>>>>>

//! WebSocket client implementation.

use std::sync::Arc;
use std::time::Duration;

use crossterm::event::{self, Event, KeyCode, KeyEventKind};
use futures_util::{SinkExt, StreamExt};
use tokio::sync::{mpsc, Mutex};
use tokio_tungstenite::tungstenite::Message;

use crate::protocol::{ClientMessage, ServerMessage};
use crate::QuizError;

use super::state::{ClientApp, ClientState, Draft};
use super::terminal::TerminalGuard;
use super::ui;

/// Shared client app state.
type SharedApp = Arc<Mutex<ClientApp>>;

type Outbox = mpsc::UnboundedSender<ClientMessage>;

/// Run the quiz client.
pub async fn run(host: String, port: u16) -> Result<(), QuizError> {
    let app = Arc::new(Mutex::new(ClientApp::new(host.clone(), port)));

    let url = format!("ws://{}:{}", host, port);
    println!("Connecting to {}...", url);

    let (ws_stream, _) = tokio_tungstenite::connect_async(&url)
        .await
        .map_err(|source| QuizError::Connect { url, source })?;

    let (mut ws_sender, mut ws_receiver) = ws_stream.split();

    // Create channel for outgoing messages
    let (tx, mut rx) = mpsc::unbounded_channel::<ClientMessage>();

    // Spawn task to send messages
    tokio::spawn(async move {
        while let Some(msg) = rx.recv().await {
            let Ok(json) = serde_json::to_string(&msg) else {
                continue;
            };
            if ws_sender.send(Message::Text(json.into())).await.is_err() {
                break;
            }
        }
    });

    // Spawn task to receive messages
    let app_clone = Arc::clone(&app);
    let reply_tx = tx.clone();
    let recv_task = tokio::spawn(async move {
        while let Some(msg) = ws_receiver.next().await {
            let text = match msg {
                Ok(Message::Text(text)) => text.to_string(),
                Ok(Message::Close(_)) => {
                    let mut app = app_clone.lock().await;
                    app.disconnect("Connection closed by server".to_string());
                    break;
                }
                Err(e) => {
                    let mut app = app_clone.lock().await;
                    app.disconnect(format!("Connection error: {}", e));
                    break;
                }
                _ => continue,
            };

            let server_msg: ServerMessage = match serde_json::from_str(&text) {
                Ok(m) => m,
                Err(_) => continue,
            };

            let mut app = app_clone.lock().await;
            handle_server_message(&mut app, &reply_tx, server_msg);
        }
    });

    let result = run_tui(app, tx).await;
    recv_task.abort();
    result
}

/// Apply a message from the server.
fn handle_server_message(app: &mut ClientApp, tx: &Outbox, msg: ServerMessage) {
    match msg {
        ServerMessage::ConnectionAck => {
            app.enter_name_entry();
        }
        ServerMessage::JoinAccepted { username } => {
            app.enter_quiz_select(username);
            let _ = tx.send(ClientMessage::ListQuizzes);
        }
        ServerMessage::JoinRejected { reason } => {
            app.show_error(reason);
        }
        ServerMessage::QuizList { quizzes } => {
            app.set_quizzes(quizzes);
        }
        ServerMessage::QuizPresented {
            quiz,
            title,
            selection,
            questions,
        } => {
            app.start_attempt(quiz, title, selection, questions);
        }
        ServerMessage::QuizResults {
            quiz,
            score,
            total,
            outcomes,
            reselected,
        } => {
            app.enter_results(quiz, score, total, outcomes, reselected);
        }
        ServerMessage::Error { message, .. } => {
            app.show_error(message);
        }
    }
}

/// Run the client TUI.
async fn run_tui(app: SharedApp, tx: Outbox) -> Result<(), QuizError> {
    let mut guard = TerminalGuard::enter()?;

    loop {
        {
            let app = app.lock().await;
            if app.should_quit {
                break;
            }
            guard.terminal().draw(|frame| ui::render(frame, &app))?;
        }

        // Handle input with timeout
        if event::poll(Duration::from_millis(50))? {
            if let Event::Key(key) = event::read()? {
                if key.kind != KeyEventKind::Press {
                    continue;
                }

                let mut app = app.lock().await;
                if handle_input(&mut app, &tx, key.code) {
                    break;
                }
            }
        }
    }

    Ok(())
}

/// Handle keyboard input. Returns true if the client should exit.
fn handle_input(app: &mut ClientApp, tx: &Outbox, key: KeyCode) -> bool {
    match &app.state {
        ClientState::Connecting => {
            if matches!(key, KeyCode::Char('q') | KeyCode::Char('Q')) {
                app.should_quit = true;
            }
        }
        ClientState::NameEntry { .. } => match key {
            KeyCode::Char('q') | KeyCode::Char('Q') if app.name_input().is_empty() => {
                app.should_quit = true;
            }
            KeyCode::Char(c) => {
                app.clear_name_error();
                app.name_input_push(c);
            }
            KeyCode::Backspace => {
                app.clear_name_error();
                app.name_input_pop();
            }
            KeyCode::Enter => {
                let username = app.name_input().to_string();
                if !username.is_empty() {
                    let _ = tx.send(ClientMessage::Join { username });
                }
            }
            KeyCode::Esc => {
                app.should_quit = true;
            }
            _ => {}
        },
        ClientState::QuizSelect { .. } => match key {
            KeyCode::Up | KeyCode::Char('k') => app.select_previous_quiz(),
            KeyCode::Down | KeyCode::Char('j') => app.select_next_quiz(),
            KeyCode::Char('r') | KeyCode::Char('R') => {
                let _ = tx.send(ClientMessage::ListQuizzes);
            }
            KeyCode::Enter => {
                if let Some(quiz) = app.selected_quiz() {
                    let _ = tx.send(ClientMessage::StartQuiz {
                        quiz: quiz.to_string(),
                    });
                }
            }
            KeyCode::Char('q') | KeyCode::Char('Q') | KeyCode::Esc => {
                app.should_quit = true;
            }
            _ => {}
        },
        ClientState::Quiz(_) => handle_attempt_input(app, tx, key),
        ClientState::Results { .. } => match key {
            KeyCode::Down | KeyCode::Char('j') => app.scroll_results_down(),
            KeyCode::Up | KeyCode::Char('k') => app.scroll_results_up(),
            KeyCode::Char('r') | KeyCode::Char('R') => {
                app.back_to_quiz_select();
                let _ = tx.send(ClientMessage::ListQuizzes);
            }
            KeyCode::Char('q') | KeyCode::Char('Q') | KeyCode::Esc => {
                app.should_quit = true;
            }
            _ => {}
        },
        ClientState::Disconnected { .. } => {
            if matches!(
                key,
                KeyCode::Char('q') | KeyCode::Char('Q') | KeyCode::Esc | KeyCode::Enter
            ) {
                app.should_quit = true;
            }
        }
    }

    app.should_quit
}

fn handle_attempt_input(app: &mut ClientApp, tx: &Outbox, key: KeyCode) {
    if key == KeyCode::Esc {
        app.should_quit = true;
        return;
    }

    let Some(attempt) = app.attempt_mut() else {
        return;
    };
    if attempt.submitted {
        return;
    }

    let typing = attempt.is_typing();
    match key {
        KeyCode::Left | KeyCode::BackTab => attempt.previous_question(),
        KeyCode::Right | KeyCode::Tab => attempt.next_question(),
        KeyCode::Up => attempt.cursor_up(),
        KeyCode::Down => attempt.cursor_down(),
        KeyCode::Char('k') if !typing => attempt.cursor_up(),
        KeyCode::Char('j') if !typing => attempt.cursor_down(),
        KeyCode::Char(' ') if !typing => attempt.choose(),
        KeyCode::Char(c) if typing => attempt.type_char(c),
        KeyCode::Backspace => attempt.backspace(),
        KeyCode::Enter => {
            if matches!(attempt.current_draft(), Some(Draft::SingleChoice(_))) {
                attempt.choose();
            }
            if attempt.is_last() {
                if let Some(msg) = attempt.submit() {
                    let _ = tx.send(msg);
                }
            } else {
                attempt.next_question();
            }
        }
        _ => {}
    }
}

#[cfg(test)]
mod tests {
    use super::*;
    use crate::engine::QuestionBody;
    use crate::protocol::QuestionView;

    fn presented() -> ServerMessage {
        ServerMessage::QuizPresented {
            quiz: "geo.json".to_string(),
            title: "Geography".to_string(),
            selection: "0".to_string(),
            questions: vec![QuestionView {
                position: 0,
                prompt: "Capital of France?".to_string(),
                answer_key: String::new(),
                body: QuestionBody::Word,
            }],
        }
    }

    #[test]
    fn test_join_accepted_requests_quiz_list() {
        let (tx, mut rx) = mpsc::unbounded_channel();
        let mut app = ClientApp::new("localhost".to_string(), 8712);

        handle_server_message(&mut app, &tx, ServerMessage::ConnectionAck);
        handle_server_message(
            &mut app,
            &tx,
            ServerMessage::JoinAccepted {
                username: "alice".to_string(),
            },
        );

        assert!(matches!(app.state, ClientState::QuizSelect { .. }));
        assert!(matches!(rx.try_recv(), Ok(ClientMessage::ListQuizzes)));
    }

    #[test]
    fn test_typing_then_enter_submits_last_question() {
        let (tx, mut rx) = mpsc::unbounded_channel();
        let mut app = ClientApp::new("localhost".to_string(), 8712);
        app.enter_quiz_select("alice".to_string());
        handle_server_message(&mut app, &tx, presented());

        for c in "Paris".chars() {
            assert!(!handle_input(&mut app, &tx, KeyCode::Char(c)));
        }
        handle_input(&mut app, &tx, KeyCode::Enter);

        let Ok(ClientMessage::SubmitQuiz {
            quiz,
            selection,
            answers,
            ..
        }) = rx.try_recv()
        else {
            panic!("expected SubmitQuiz");
        };
        assert_eq!(quiz, "geo.json");
        assert_eq!(selection.as_deref(), Some("0"));
        assert_eq!(answers.len(), 1);
    }

    #[test]
    fn test_letters_are_typed_not_treated_as_commands() {
        let (tx, _rx) = mpsc::unbounded_channel();
        let mut app = ClientApp::new("localhost".to_string(), 8712);
        handle_server_message(&mut app, &tx, presented());

        assert!(!handle_input(&mut app, &tx, KeyCode::Char('q')));
        assert!(!handle_input(&mut app, &tx, KeyCode::Char('j')));
        assert!(handle_input(&mut app, &tx, KeyCode::Esc));
    }

    #[test]
    fn test_server_error_shows_on_attempt() {
        let (tx, _rx) = mpsc::unbounded_channel();
        let mut app = ClientApp::new("localhost".to_string(), 8712);
        handle_server_message(&mut app, &tx, presented());
        handle_server_message(
            &mut app,
            &tx,
            ServerMessage::Error {
                kind: crate::protocol::ErrorKind::ReplayToken,
                message: "bad".to_string(),
            },
        );

        let Some(attempt) = app.attempt_mut() else {
            panic!("expected attempt");
        };
        assert_eq!(attempt.error.as_deref(), Some("bad"));
    }
}
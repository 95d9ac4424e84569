//! Question selection.
//!
//! Picks which pool questions an attempt presents and in what order. The
//! chosen indices travel to the client so a submission rebuilds the same
//! subset instead of drawing a new one.

use std::collections::HashSet;

use rand::seq::SliceRandom;
use rand::Rng;

use crate::models::Question;

use super::replay::ReplayTokenError;

/// Maximum number of questions presented per attempt.
pub const DEFAULT_QUESTION_CAP: usize = 10;

/// Ordered original-pool indices chosen for presentation.
#[derive(Debug, Clone, PartialEq, Eq, Default)]
pub struct Selection {
    indices: Vec<usize>,
}

impl Selection {
    /// Draw `min(pool_len, cap)` distinct indices in random order.
    pub fn draw<R: Rng + ?Sized>(pool_len: usize, cap: usize, rng: &mut R) -> Self {
        let mut indices: Vec<usize> = (0..pool_len).collect();
        indices.shuffle(rng);
        indices.truncate(cap.min(pool_len));
        Self { indices }
    }

    /// Rebuild a selection carried back by a client.
    pub fn from_indices(
        indices: Vec<usize>,
        pool_len: usize,
        cap: usize,
    ) -> Result<Self, ReplayTokenError> {
        if indices.len() > cap {
            return Err(ReplayTokenError::TooManyIndices {
                count: indices.len(),
                cap,
            });
        }

        let mut seen = HashSet::with_capacity(indices.len());
        for &index in &indices {
            if index >= pool_len {
                return Err(ReplayTokenError::IndexOutOfRange { index, pool_len });
            }
            if !seen.insert(index) {
                return Err(ReplayTokenError::DuplicateIndex { index });
            }
        }

        Ok(Self { indices })
    }

    pub fn indices(&self) -> &[usize] {
        &self.indices
    }

    pub fn len(&self) -> usize {
        self.indices.len()
    }

    pub fn is_empty(&self) -> bool {
        self.indices.is_empty()
    }

    /// Pool questions in presentation order, with their pool index.
    pub fn pick<'a>(
        &'a self,
        pool: &'a [Question],
    ) -> impl Iterator<Item = (usize, &'a Question)> + 'a {
        self.indices
            .iter()
            .filter_map(move |&index| pool.get(index).map(|q| (index, q)))
    }
}
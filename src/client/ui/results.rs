//! Results screen for the client.

use ratatui::prelude::*;
use ratatui::widgets::{Block, Borders, Padding, Paragraph};

use crate::client::state::{ClientApp, ClientState};
use crate::engine::{Outcome, Verdict};

const QUESTION_PREVIEW_LENGTH: usize = 45;

/// Render the results screen.
pub fn render(frame: &mut Frame, area: Rect, app: &ClientApp) {
    let ClientState::Results {
        quiz,
        score,
        total,
        outcomes,
        reselected,
        scroll,
        ..
    } = &app.state
    else {
        return;
    };

    let chunks = Layout::vertical([
        Constraint::Length(7), // Score summary
        Constraint::Min(8),    // Outcome breakdown
        Constraint::Length(2), // Controls
    ])
    .margin(1)
    .split(area);

    render_score_summary(frame, chunks[0], quiz, *score, *total, *reselected);
    render_outcomes(frame, chunks[1], outcomes, *scroll);
    render_controls(frame, chunks[2]);
}

fn render_score_summary(
    frame: &mut Frame,
    area: Rect,
    quiz: &str,
    score: usize,
    total: usize,
    reselected: bool,
) {
    let percentage = if total > 0 {
        (score as f64 / total as f64) * 100.0
    } else {
        0.0
    };

    let grade_color = match percentage as u32 {
        90..=100 => Color::Green,
        70..=89 => Color::Cyan,
        50..=69 => Color::Yellow,
        _ => Color::Red,
    };

    let notice = if reselected {
        Line::from(Span::styled(
            "Selection was lost, these are freshly drawn questions",
            Style::default().fg(Color::Yellow),
        ))
    } else {
        Line::from("")
    };

    let content = vec![
        Line::from(Span::styled(
            "RESULTS",
            Style::default().fg(Color::Cyan).bold(),
        )),
        Line::from(Span::styled(quiz, Style::default().fg(Color::Gray))),
        Line::from(""),
        Line::from(Span::styled(
            format!("{} / {}  ({:.0}%)", score, total, percentage),
            Style::default().fg(grade_color).bold(),
        )),
        notice,
    ];

    let widget = Paragraph::new(content).alignment(Alignment::Center).block(
        Block::default()
            .borders(Borders::BOTTOM)
            .border_style(Color::DarkGray),
    );

    frame.render_widget(widget, area);
}

fn render_outcomes(frame: &mut Frame, area: Rect, outcomes: &[Outcome], scroll: usize) {
    let lines: Vec<Line> = outcomes
        .iter()
        .flat_map(|outcome| {
            let (symbol, color) = match outcome.verdict {
                Verdict::Correct => ("+", Color::Green),
                Verdict::Incorrect => ("-", Color::Red),
                Verdict::Indeterminate => ("?", Color::Yellow),
            };

            let mut lines = vec![Line::from(vec![
                Span::styled(format!(" {} ", symbol), Style::default().fg(color)),
                Span::styled(
                    format!("{:2}. ", outcome.position + 1),
                    Style::default().fg(Color::DarkGray),
                ),
                Span::styled(
                    truncate_question(&outcome.prompt),
                    Style::default().fg(Color::Gray),
                ),
            ])];

            if outcome.verdict != Verdict::Correct {
                lines.push(Line::from(vec![
                    Span::styled("       you: ", Style::default().fg(Color::DarkGray)),
                    Span::styled(outcome.your_answer.clone(), Style::default().fg(Color::White)),
                    Span::styled("  expected: ", Style::default().fg(Color::DarkGray)),
                    Span::styled(
                        outcome.expected_answer.clone(),
                        Style::default().fg(Color::Green),
                    ),
                ]));
            }

            lines
        })
        .collect();

    let widget = Paragraph::new(lines)
        .block(
            Block::default()
                .borders(Borders::ALL)
                .border_style(Style::default().fg(Color::DarkGray))
                .title(" Your Answers ")
                .title_style(Style::default().fg(Color::Cyan))
                .padding(Padding::horizontal(1)),
        )
        .scroll((scroll as u16, 0));

    frame.render_widget(widget, area);
}

fn render_controls(frame: &mut Frame, area: Rect) {
    let widget = Paragraph::new("j/k scroll  ·  r another quiz  ·  q quit")
        .alignment(Alignment::Center)
        .fg(Color::DarkGray);

    frame.render_widget(widget, area);
}

fn truncate_question(text: &str) -> String {
    let char_count = text.chars().count();
    if char_count > QUESTION_PREVIEW_LENGTH {
        let truncated: String = text.chars().take(QUESTION_PREVIEW_LENGTH).collect();
        format!("{}...", truncated)
    } else {
        text.to_string()
    }
}
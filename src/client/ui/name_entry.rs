//! Name entry screen for the client.

use ratatui::prelude::*;

use crate::client::state::{ClientApp, ClientState};
use crate::protocol::{validate_username, USERNAME_MAX_LENGTH};

use super::render::{centered_card, HEADER};

/// Render the name entry screen.
pub fn render(frame: &mut Frame, area: Rect, app: &ClientApp) {
    let ClientState::NameEntry { input, error } = &app.state else {
        return;
    };

    let length = input.chars().count();
    let valid = validate_username(input).is_ok();
    let counter_color = if valid { Color::Green } else { Color::DarkGray };

    let mut lines = vec![
        Line::from(Span::styled(
            format!("Connected to {}", app.server_addr()),
            Style::default().fg(Color::Green),
        )),
        Line::from(""),
        Line::from(vec![
            Span::styled("Name: ", Style::default().fg(Color::White)),
            Span::styled(input.as_str(), Style::default().fg(Color::Yellow).bold()),
            Span::styled("_", Style::default().fg(Color::Yellow)),
        ]),
        Line::from(Span::styled(
            format!("{}/{}", length, USERNAME_MAX_LENGTH),
            Style::default().fg(counter_color),
        )),
        Line::from(""),
    ];

    // A server rejection wins over the local hint.
    let notice = match (error, validate_username(input)) {
        (Some(err), _) => Span::styled(err.clone(), Style::default().fg(Color::Red)),
        (None, Err(hint)) if length > 0 => Span::styled(hint, Style::default().fg(Color::Yellow)),
        _ => Span::raw(""),
    };
    lines.push(Line::from(notice));
    lines.push(Line::from(""));
    lines.push(Line::from(Span::styled(
        "[Enter] join  ·  [Esc] quit",
        Style::default().fg(Color::DarkGray),
    )));

    centered_card(frame, area, HEADER, lines);
}
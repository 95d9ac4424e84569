mod question;

pub use question::{
    LabeledOption, Question, QuestionKind, QuestionType, Quiz, CHOICE_LABELS, DEFAULT_TITLE,
};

<<<<<

# PROMPT
Your answer must be a copy of every line in the data above that holds the string "truncated".

# RESPONSE TO THIS TASK
        let truncated: String = text.chars().take(QUESTION_PREVIEW_LENGTH).collect();
        format!("{}...", truncated)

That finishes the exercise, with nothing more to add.